- [Dataset excerpts]
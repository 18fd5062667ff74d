//! Connection details for the local client API.
//!
//! The client writes a lockfile while it runs:
//! ```text
//! LeagueClient:<pid>:<port>:<password>:<protocol>
//! ```

use std::path::{Path, PathBuf};

use crate::error::{DraftError, Result};

#[derive(Debug, Clone, PartialEq, Eq)]
pub struct Credentials {
    pub port: u16,
    pub password: String,
    pub protocol: String,
}

impl Credentials {
    pub fn new(port: u16, password: impl Into<String>) -> Self {
        Self {
            port,
            password: password.into(),
            protocol: "https".to_string(),
        }
    }

    pub fn parse_lockfile(content: &str) -> Result<Self> {
        let parts: Vec<&str> = content.trim().split(':').collect();
        if parts.len() < 5 {
            return Err(DraftError::InvalidLockfile(format!(
                "expected 5 fields, found {}",
                parts.len()
            )));
        }
        let port: u16 = parts[2]
            .parse()
            .map_err(|_| DraftError::InvalidLockfile(format!("bad port '{}'", parts[2])))?;
        let password = parts[3];
        if password.is_empty() {
            return Err(DraftError::InvalidLockfile("empty password".into()));
        }
        let protocol = if parts[4].is_empty() { "https" } else { parts[4] };
        Ok(Self {
            port,
            password: password.to_string(),
            protocol: protocol.to_string(),
        })
    }

    pub fn from_lockfile(path: &Path) -> Result<Self> {
        if !path.exists() {
            return Err(DraftError::CredentialsNotFound(format!(
                "no lockfile at {} (is the client running?)",
                path.display()
            )));
        }
        let content = std::fs::read_to_string(path)?;
        Self::parse_lockfile(&content)
    }

    pub fn base_url(&self) -> String {
        format!("{}://127.0.0.1:{}", self.protocol, self.port)
    }
}

/// Where the client keeps its lockfile on this platform.
pub fn default_lockfile_path() -> Option<PathBuf> {
    if cfg!(target_os = "windows") {
        let candidates = [
            PathBuf::from(r"C:\Riot Games\League of Legends\lockfile"),
            PathBuf::from(r"C:\Program Files\Riot Games\League of Legends\lockfile"),
            PathBuf::from(r"C:\Program Files (x86)\Riot Games\League of Legends\lockfile"),
        ];
        if let Some(found) = candidates.iter().find(|p| p.exists()) {
            return Some(found.clone());
        }
        return std::env::var_os("LOCALAPPDATA")
            .map(|dir| PathBuf::from(dir).join(r"Riot Games\League of Legends\lockfile"));
    }

    let home = home::home_dir()?;
    if cfg!(target_os = "macos") {
        Some(home.join("Library/Application Support/Riot Games/League of Legends/lockfile"))
    } else {
        Some(home.join(".local/share/Riot Games/League of Legends/lockfile"))
    }
}
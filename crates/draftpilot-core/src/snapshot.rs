//! Typed view of a champion select session.
//!
//! The client reports the session as one JSON document; it is decoded once per
//! tick into `SessionSnapshot` and then only queried through the predicates
//! below. Snapshots are never cached across ticks.

use serde::{Deserialize, Serialize};

pub type ChampionId = i64;
pub type ActionId = i64;
pub type CellId = i64;

// ---------------------------------------------------------------------------
// ActionKind
// ---------------------------------------------------------------------------

#[derive(Debug, Clone, Copy, Default, PartialEq, Eq, Serialize, Deserialize)]
#[serde(rename_all = "snake_case")]
pub enum ActionKind {
    Pick,
    Ban,
    /// Phases the autopilot never acts on (e.g. `ten_bans_reveal`).
    #[default]
    #[serde(other)]
    Other,
}

impl ActionKind {
    pub fn as_str(self) -> &'static str {
        match self {
            ActionKind::Pick => "pick",
            ActionKind::Ban => "ban",
            ActionKind::Other => "other",
        }
    }
}

// ---------------------------------------------------------------------------
// Action
// ---------------------------------------------------------------------------

/// One pick or ban slot in the turn order.
#[derive(Debug, Clone, Default, PartialEq, Serialize, Deserialize)]
#[serde(rename_all = "camelCase", default)]
pub struct Action {
    pub id: ActionId,
    #[serde(rename = "type")]
    pub kind: ActionKind,
    pub actor_cell_id: CellId,
    /// Champion currently attached to the slot; 0 when none.
    pub champion_id: ChampionId,
    pub completed: bool,
    /// True exactly while it is this actor's turn.
    pub is_in_progress: bool,
}

// ---------------------------------------------------------------------------
// Bans
// ---------------------------------------------------------------------------

#[derive(Debug, Clone, Default, PartialEq, Serialize, Deserialize)]
#[serde(rename_all = "camelCase", default)]
pub struct Bans {
    pub my_team_bans: Vec<ChampionId>,
    pub their_team_bans: Vec<ChampionId>,
}

impl Bans {
    pub fn contains(&self, champion: ChampionId) -> bool {
        self.my_team_bans.contains(&champion) || self.their_team_bans.contains(&champion)
    }
}

// ---------------------------------------------------------------------------
// SessionToken
// ---------------------------------------------------------------------------

/// The session `id` field; older clients send a number, newer ones a uuid.
#[derive(Debug, Clone, PartialEq, Eq, Serialize, Deserialize)]
#[serde(untagged)]
pub enum SessionToken {
    Text(String),
    Number(u64),
}

// ---------------------------------------------------------------------------
// SessionSnapshot
// ---------------------------------------------------------------------------

#[derive(Debug, Clone, Default, PartialEq, Serialize, Deserialize)]
#[serde(rename_all = "camelCase", default)]
pub struct SessionSnapshot {
    pub id: Option<SessionToken>,
    pub game_id: Option<u64>,
    pub local_player_cell_id: Option<CellId>,
    pub actions: Vec<Vec<Action>>,
    pub bans: Bans,
}

impl SessionSnapshot {
    pub fn local_seat(&self) -> Option<CellId> {
        self.local_player_cell_id
    }

    /// Identity used to tell one champion select apart from the next.
    pub fn identity(&self) -> Option<String> {
        match (&self.id, self.game_id) {
            (Some(SessionToken::Text(id)), _) if !id.is_empty() => Some(id.clone()),
            (Some(SessionToken::Number(id)), _) if *id != 0 => Some(id.to_string()),
            (_, Some(game_id)) if game_id != 0 => Some(format!("game-{game_id}")),
            _ => None,
        }
    }

    pub fn all_actions(&self) -> impl Iterator<Item = &Action> {
        self.actions.iter().flatten()
    }

    pub fn actions_for(&self, seat: CellId) -> impl Iterator<Item = &Action> {
        self.all_actions().filter(move |a| a.actor_cell_id == seat)
    }

    /// First not-yet-completed pick slot belonging to `seat`, in progress or not.
    pub fn pending_pick_for(&self, seat: CellId) -> Option<&Action> {
        self.actions_for(seat)
            .find(|a| a.kind == ActionKind::Pick && !a.completed)
    }

    pub fn is_banned(&self, champion: ChampionId) -> bool {
        let banned_by_action = self
            .all_actions()
            .any(|a| a.kind == ActionKind::Ban && a.completed && a.champion_id == champion);
        banned_by_action || self.bans.contains(champion)
    }

    /// Champions other seats are hovering, in first-seen order.
    pub fn ally_hovers(&self, seat: CellId) -> Vec<ChampionId> {
        let mut hovers = Vec::new();
        for action in self.all_actions() {
            if action.actor_cell_id == seat
                || action.kind != ActionKind::Pick
                || action.completed
                || action.champion_id <= 0
            {
                continue;
            }
            if !hovers.contains(&action.champion_id) {
                hovers.push(action.champion_id);
            }
        }
        hovers
    }
}
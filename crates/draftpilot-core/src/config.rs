use crate::autopilot::DISABLE_KEYWORDS;
use crate::error::Result;
use crate::monitor::MonitorTiming;
use crate::settings::{ChampionChoice, Options, Role, SelectionConfig, SettingsSnapshot};
use serde::{Deserialize, Serialize};
use std::path::{Path, PathBuf};
use std::time::Duration;

// ---------------------------------------------------------------------------
// ConfigWarning / WarnLevel
// ---------------------------------------------------------------------------

#[derive(Debug, Clone, Serialize, Deserialize)]
pub struct ConfigWarning {
    pub level: WarnLevel,
    pub message: String,
}

#[derive(Debug, Clone, PartialEq, Serialize, Deserialize)]
#[serde(rename_all = "snake_case")]
pub enum WarnLevel {
    Warning,
    Error,
}

// ---------------------------------------------------------------------------
// ConnectionConfig
// ---------------------------------------------------------------------------

#[derive(Debug, Clone, Serialize, Deserialize)]
pub struct ConnectionConfig {
    #[serde(default)]
    pub lockfile: Option<PathBuf>,
    #[serde(default)]
    pub port: Option<u16>,
    #[serde(default)]
    pub password: Option<String>,
    #[serde(default)]
    pub base_url: Option<String>,
    #[serde(default = "default_timeout_secs")]
    pub timeout_secs: u64,
}

fn default_timeout_secs() -> u64 {
    5
}

impl Default for ConnectionConfig {
    fn default() -> Self {
        Self {
            lockfile: None,
            port: None,
            password: None,
            base_url: None,
            timeout_secs: default_timeout_secs(),
        }
    }
}

impl ConnectionConfig {
    pub fn timeout(&self) -> Duration {
        Duration::from_secs(self.timeout_secs)
    }
}

// ---------------------------------------------------------------------------
// MonitorConfig
// ---------------------------------------------------------------------------

#[derive(Debug, Clone, Serialize, Deserialize)]
pub struct MonitorConfig {
    #[serde(default = "default_active_interval_ms")]
    pub active_interval_ms: u64,
    #[serde(default = "default_idle_interval_ms")]
    pub idle_interval_ms: u64,
    #[serde(default = "default_seat_interval_ms")]
    pub seat_interval_ms: u64,
    #[serde(default = "default_error_backoff_ms")]
    pub error_backoff_ms: u64,
    #[serde(default = "default_max_consecutive_errors")]
    pub max_consecutive_errors: u32,
    #[serde(default = "default_stop_timeout_ms")]
    pub stop_timeout_ms: u64,
}

fn default_active_interval_ms() -> u64 {
    200
}

fn default_idle_interval_ms() -> u64 {
    500
}

fn default_seat_interval_ms() -> u64 {
    300
}

fn default_error_backoff_ms() -> u64 {
    1000
}

fn default_max_consecutive_errors() -> u32 {
    10
}

fn default_stop_timeout_ms() -> u64 {
    2000
}

impl Default for MonitorConfig {
    fn default() -> Self {
        Self {
            active_interval_ms: default_active_interval_ms(),
            idle_interval_ms: default_idle_interval_ms(),
            seat_interval_ms: default_seat_interval_ms(),
            error_backoff_ms: default_error_backoff_ms(),
            max_consecutive_errors: default_max_consecutive_errors(),
            stop_timeout_ms: default_stop_timeout_ms(),
        }
    }
}

impl MonitorConfig {
    pub fn timing(&self) -> MonitorTiming {
        MonitorTiming {
            active_interval: Duration::from_millis(self.active_interval_ms),
            idle_interval: Duration::from_millis(self.idle_interval_ms),
            seat_interval: Duration::from_millis(self.seat_interval_ms),
            error_backoff: Duration::from_millis(self.error_backoff_ms),
            max_consecutive_errors: self.max_consecutive_errors.max(1),
            stop_timeout: Duration::from_millis(self.stop_timeout_ms),
        }
    }
}

// ---------------------------------------------------------------------------
// SelectionNames
// ---------------------------------------------------------------------------

/// Champion names as written in the file; resolved when the autopilot runs.
#[derive(Debug, Clone, Default, Serialize, Deserialize)]
pub struct SelectionNames {
    #[serde(default)]
    pub primary: Option<String>,
    #[serde(default)]
    pub backup_2: Option<String>,
    #[serde(default)]
    pub backup_3: Option<String>,
}

impl SelectionNames {
    fn slots(&self) -> [(&'static str, &Option<String>); 3] {
        [
            ("primary", &self.primary),
            ("backup_2", &self.backup_2),
            ("backup_3", &self.backup_3),
        ]
    }

    fn to_selection(&self, role: Role) -> SelectionConfig {
        let primary = choice_from(self.primary.as_deref(), role == Role::Pick);
        SelectionConfig {
            enabled: !primary.is_none(),
            primary,
            backup_2: choice_from(self.backup_2.as_deref(), false),
            backup_3: choice_from(self.backup_3.as_deref(), false),
        }
    }
}

fn choice_from(name: Option<&str>, allow_random: bool) -> ChampionChoice {
    let Some(name) = name.map(str::trim).filter(|n| !n.is_empty()) else {
        return ChampionChoice::None;
    };
    let lowered = name.to_lowercase();
    if DISABLE_KEYWORDS.contains(&lowered.as_str()) {
        ChampionChoice::None
    } else if lowered == "random" {
        if allow_random {
            ChampionChoice::Random
        } else {
            ChampionChoice::None
        }
    } else {
        ChampionChoice::Named(name.to_string())
    }
}

// ---------------------------------------------------------------------------
// OptionsConfig
// ---------------------------------------------------------------------------

#[derive(Debug, Clone, Serialize, Deserialize)]
pub struct OptionsConfig {
    #[serde(default = "default_true")]
    pub pre_hover: bool,
    #[serde(default = "default_true")]
    pub avoid_ally_hovers: bool,
}

fn default_true() -> bool {
    true
}

impl Default for OptionsConfig {
    fn default() -> Self {
        Self {
            pre_hover: true,
            avoid_ally_hovers: true,
        }
    }
}

// ---------------------------------------------------------------------------
// AppConfig (top-level)
// ---------------------------------------------------------------------------

#[derive(Debug, Clone, Default, Serialize, Deserialize)]
pub struct AppConfig {
    #[serde(default)]
    pub connection: ConnectionConfig,
    #[serde(default)]
    pub monitor: MonitorConfig,
    #[serde(default)]
    pub pick: SelectionNames,
    #[serde(default)]
    pub ban: SelectionNames,
    #[serde(default)]
    pub options: OptionsConfig,
}

impl AppConfig {
    pub fn load(path: &Path) -> Result<Self> {
        let data = std::fs::read_to_string(path)?;
        let cfg: AppConfig = serde_yaml::from_str(&data)?;
        Ok(cfg)
    }

    /// Defaults when no path is given.
    pub fn load_or_default(path: Option<&Path>) -> Result<Self> {
        match path {
            Some(path) => Self::load(path),
            None => Ok(Self::default()),
        }
    }

    /// Initial autopilot settings. `random` outside the primary pick is dropped.
    pub fn settings(&self) -> SettingsSnapshot {
        SettingsSnapshot {
            pick: self.pick.to_selection(Role::Pick),
            ban: self.ban.to_selection(Role::Ban),
            options: Options {
                pre_hover_enabled: self.options.pre_hover,
                avoid_ally_hovers: self.options.avoid_ally_hovers,
            },
        }
    }

    pub fn timing(&self) -> MonitorTiming {
        self.monitor.timing()
    }

    // -----------------------------------------------------------------------
    // Validation
    // -----------------------------------------------------------------------

    pub fn validate(&self) -> Vec<ConfigWarning> {
        let mut warnings = Vec::new();

        let intervals = [
            ("active_interval_ms", self.monitor.active_interval_ms),
            ("idle_interval_ms", self.monitor.idle_interval_ms),
            ("seat_interval_ms", self.monitor.seat_interval_ms),
        ];
        for (key, value) in intervals {
            if value == 0 {
                warnings.push(ConfigWarning {
                    level: WarnLevel::Warning,
                    message: format!("monitor.{key} is 0; the client will be polled without pause"),
                });
            }
        }

        if self.monitor.max_consecutive_errors == 0 {
            warnings.push(ConfigWarning {
                level: WarnLevel::Warning,
                message: "monitor.max_consecutive_errors is 0; treated as 1".to_string(),
            });
        }

        if self.connection.timeout_secs == 0 {
            warnings.push(ConfigWarning {
                level: WarnLevel::Error,
                message: "connection.timeout_secs must be greater than 0".to_string(),
            });
        }

        if self.connection.port.is_some() != self.connection.password.is_some() {
            warnings.push(ConfigWarning {
                level: WarnLevel::Warning,
                message: "connection.port and connection.password are only used together"
                    .to_string(),
            });
        }

        for (role, names) in [("pick", &self.pick), ("ban", &self.ban)] {
            for (slot, name) in names.slots() {
                let is_random = name
                    .as_deref()
                    .is_some_and(|n| n.trim().eq_ignore_ascii_case("random"));
                if is_random && !(role == "pick" && slot == "primary") {
                    warnings.push(ConfigWarning {
                        level: WarnLevel::Warning,
                        message: format!(
                            "{role}.{slot}: 'random' is only allowed as the primary pick; ignored"
                        ),
                    });
                }
            }
        }

        warnings
    }
}

// ---------------------------------------------------------------------------
// Tests
// ---------------------------------------------------------------------------

#[cfg(test)]
mod tests {
    use super::*;
    use tempfile::TempDir;

    #[test]
    fn empty_file_gives_defaults() {
        let cfg: AppConfig = serde_yaml::from_str("{}").unwrap();
        assert_eq!(cfg.connection.timeout_secs, 5);
        assert_eq!(cfg.timing(), MonitorTiming::default());
        assert_eq!(cfg.settings(), SettingsSnapshot::default());
        assert!(cfg.validate().is_empty());
    }

    #[test]
    fn partial_sections_keep_defaults() {
        let yaml = r#"
monitor:
  active_interval_ms: 100
options:
  pre_hover: false
"#;
        let cfg: AppConfig = serde_yaml::from_str(yaml).unwrap();
        assert_eq!(cfg.monitor.active_interval_ms, 100);
        assert_eq!(cfg.monitor.idle_interval_ms, 500);
        let settings = cfg.settings();
        assert!(!settings.options.pre_hover_enabled);
        assert!(settings.options.avoid_ally_hovers);
    }

    #[test]
    fn names_become_settings() {
        let yaml = r#"
pick:
  primary: random
  backup_2: Zed
ban:
  primary: "off"
  backup_2: Yasuo
"#;
        let cfg: AppConfig = serde_yaml::from_str(yaml).unwrap();
        let settings = cfg.settings();
        assert_eq!(settings.pick.primary, ChampionChoice::Random);
        assert!(settings.pick.enabled);
        assert_eq!(settings.pick.backup_2, ChampionChoice::Named("Zed".into()));
        assert!(settings.ban.primary.is_none());
        assert!(!settings.ban.enabled);
    }

    #[test]
    fn validate_flags_random_ban_and_zero_interval() {
        let yaml = r#"
monitor:
  idle_interval_ms: 0
ban:
  primary: Random
"#;
        let cfg: AppConfig = serde_yaml::from_str(yaml).unwrap();
        let warnings = cfg.validate();
        assert_eq!(warnings.len(), 2);
        assert!(warnings.iter().any(|w| w.message.contains("idle_interval_ms")));
        assert!(warnings.iter().any(|w| w.message.contains("ban.primary")));
        assert!(cfg.settings().ban.primary.is_none());
    }

    #[test]
    fn validate_zero_timeout_is_error() {
        let mut cfg = AppConfig::default();
        cfg.connection.timeout_secs = 0;
        let warnings = cfg.validate();
        assert_eq!(warnings.len(), 1);
        assert_eq!(warnings[0].level, WarnLevel::Error);
    }

    #[test]
    fn loads_from_disk() {
        let dir = TempDir::new().unwrap();
        let path = dir.path().join("draftpilot.yaml");
        std::fs::write(
            &path,
            "connection:\n  port: 2999\n  password: pw\npick:\n  primary: Ahri\n",
        )
        .unwrap();
        let cfg = AppConfig::load_or_default(Some(&path)).unwrap();
        assert_eq!(cfg.connection.port, Some(2999));
        assert_eq!(cfg.pick.primary.as_deref(), Some("Ahri"));
        assert!(AppConfig::load(&dir.path().join("missing.yaml")).is_err());
    }

    #[test]
    fn zero_error_threshold_is_clamped() {
        let mut cfg = AppConfig::default();
        cfg.monitor.max_consecutive_errors = 0;
        assert_eq!(cfg.timing().max_consecutive_errors, 1);
    }
}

- [Exercise goal]
Each line above that has the word "completed" must be copied.

- [Problem solution]
    pub completed: bool,
    /// First not-yet-completed pick slot belonging to `seat`, in progress or not.
            .find(|a| a.kind == ActionKind::Pick && !a.completed)
            .any(|a| a.kind == ActionKind::Ban && a.completed && a.champion_id == champion);
                || action.completed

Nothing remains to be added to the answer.